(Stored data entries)
Content starts
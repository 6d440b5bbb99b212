use std::io::{IsTerminal, Write};
use std::time::{SystemTime, UNIX_EPOCH};

use clap::ValueEnum;
use comfy_table::{presets::UTF8_FULL, ContentArrangement, Table};
use serde::Serialize;

#[derive(Clone, Debug, Copy, PartialEq, Eq, ValueEnum)]
pub enum OutputFormat {
    Json,
    Table,
    Pretty,
    Raw,
}

impl OutputFormat {
    pub fn default_for_stdout() -> Self {
        if std::io::stdout().is_terminal() {
            Self::Table
        } else {
            Self::Json
        }
    }
}

/// What a printed frame was in the exchange.
#[derive(Clone, Copy, Debug, PartialEq, Eq, Serialize)]
#[serde(rename_all = "lowercase")]
pub enum FrameKind {
    Greeting,
    Response,
}

impl FrameKind {
    fn as_str(self) -> &'static str {
        match self {
            FrameKind::Greeting => "greeting",
            FrameKind::Response => "response",
        }
    }
}

#[derive(Serialize)]
struct FrameOutput<'a> {
    kind: FrameKind,
    server: &'a str,
    wire_size: usize,
    payload_size: usize,
    payload: String,
    timestamp: String,
}

#[derive(Serialize)]
struct ValidationOutput<'a> {
    valid: bool,
    source: &'a str,
    size: usize,
    #[serde(skip_serializing_if = "Option::is_none")]
    error: Option<&'a str>,
    #[serde(skip_serializing_if = "Option::is_none")]
    line: Option<usize>,
    #[serde(skip_serializing_if = "Option::is_none")]
    column: Option<usize>,
}

/// Outcome of a local well-formedness check.
pub struct Validation<'a> {
    pub source: &'a str,
    pub size: usize,
    pub error: Option<&'a eppwire_xml::SyntaxError>,
}

pub fn print_frame(kind: FrameKind, server: &str, payload: &[u8], format: OutputFormat) {
    match format {
        OutputFormat::Json => {
            let out = FrameOutput {
                kind,
                server,
                wire_size: payload.len() + eppwire_frame::HEADER_SIZE,
                payload_size: payload.len(),
                payload: payload_text(payload),
                timestamp: now_unix_seconds(),
            };
            println!(
                "{}",
                serde_json::to_string(&out).unwrap_or_else(|_| "{}".to_string())
            );
        }
        OutputFormat::Table => {
            let mut table = Table::new();
            table
                .load_preset(UTF8_FULL)
                .set_content_arrangement(ContentArrangement::Dynamic)
                .set_header(vec!["FRAME", "SERVER", "SIZE", "PAYLOAD"])
                .add_row(vec![
                    kind.as_str().to_string(),
                    server.to_string(),
                    payload.len().to_string(),
                    payload_text(payload),
                ]);
            println!("{table}");
        }
        OutputFormat::Pretty => {
            println!(
                "{} from {} ({} bytes)\n{}",
                kind.as_str(),
                server,
                payload.len(),
                payload_text(payload)
            );
        }
        OutputFormat::Raw => {
            print_raw(payload);
        }
    }
}

pub fn print_validation(result: &Validation<'_>, format: OutputFormat) {
    let message = result.error.map(|err| err.message());
    match format {
        OutputFormat::Json => {
            let out = ValidationOutput {
                valid: result.error.is_none(),
                source: result.source,
                size: result.size,
                error: message,
                line: result.error.map(|err| err.line()),
                column: result.error.map(|err| err.column()),
            };
            println!(
                "{}",
                serde_json::to_string(&out).unwrap_or_else(|_| "{}".to_string())
            );
        }
        OutputFormat::Table => {
            let position = result
                .error
                .map(|err| format!("{}:{}", err.line(), err.column()))
                .unwrap_or_default();
            let mut table = Table::new();
            table
                .load_preset(UTF8_FULL)
                .set_content_arrangement(ContentArrangement::Dynamic)
                .set_header(vec!["SOURCE", "SIZE", "VALID", "POSITION", "ERROR"])
                .add_row(vec![
                    result.source.to_string(),
                    result.size.to_string(),
                    result.error.is_none().to_string(),
                    position,
                    message.unwrap_or_default().to_string(),
                ]);
            println!("{table}");
        }
        OutputFormat::Pretty | OutputFormat::Raw => match result.error {
            None => println!("{}: well-formed ({} bytes)", result.source, result.size),
            Some(err) => println!("{}: {err}", result.source),
        },
    }
}

pub fn print_raw(data: &[u8]) {
    let mut out = std::io::stdout();
    let _ = out.write_all(data);
    let _ = out.flush();
}

fn payload_text(payload: &[u8]) -> String {
    match std::str::from_utf8(payload) {
        Ok(text) => text.to_string(),
        Err(_) => format!("<binary {} bytes>", payload.len()),
    }
}

fn now_unix_seconds() -> String {
    SystemTime::now()
        .duration_since(UNIX_EPOCH)
        .map(|d| d.as_secs().to_string())
        .unwrap_or_else(|_| "0".to_string())
}

#[cfg(test)]
mod tests {
    use super::*;

    #[test]
    fn frame_json_shape() {
        let out = FrameOutput {
            kind: FrameKind::Greeting,
            server: "127.0.0.1:700",
            wire_size: 26,
            payload_size: 22,
            payload: payload_text(b"<epp><greeting/></epp>"),
            timestamp: "0".to_string(),
        };
        let json = serde_json::to_string(&out).expect("serialize");
        assert!(json.contains("\"kind\":\"greeting\""));
        assert!(json.contains("\"wire_size\":26"));
    }

    #[test]
    fn validation_json_omits_absent_error() {
        let out = ValidationOutput {
            valid: true,
            source: "--xml",
            size: 19,
            error: None,
            line: None,
            column: None,
        };
        let json = serde_json::to_string(&out).expect("serialize");
        assert_eq!(json, r#"{"valid":true,"source":"--xml","size":19}"#);
    }

    #[test]
    fn binary_payload_is_summarized() {
        assert_eq!(payload_text(&[0xff, 0xfe]), "<binary 2 bytes>");
    }
}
Content ends
#### Task to carry out:
Take the lines above from the first through the one containing "in the exchange." and reproduce them exactly; include nothing else.

#### Exercise solution:
repository 6d440b5bbb99b212
use std::io::{IsTerminal, Write};
use std::time::{SystemTime, UNIX_EPOCH};

use clap::ValueEnum;
use comfy_table::{presets::UTF8_FULL, ContentArrangement, Table};
use serde::Serialize;

#[derive(Clone, Debug, Copy, PartialEq, Eq, ValueEnum)]
pub enum OutputFormat {
    Json,
    Table,
    Pretty,
    Raw,
}

impl OutputFormat {
    pub fn default_for_stdout() -> Self {
        if std::io::stdout().is_terminal() {
            Self::Table
        } else {
            Self::Json
        }
    }
}

/// What a printed frame was in the exchange.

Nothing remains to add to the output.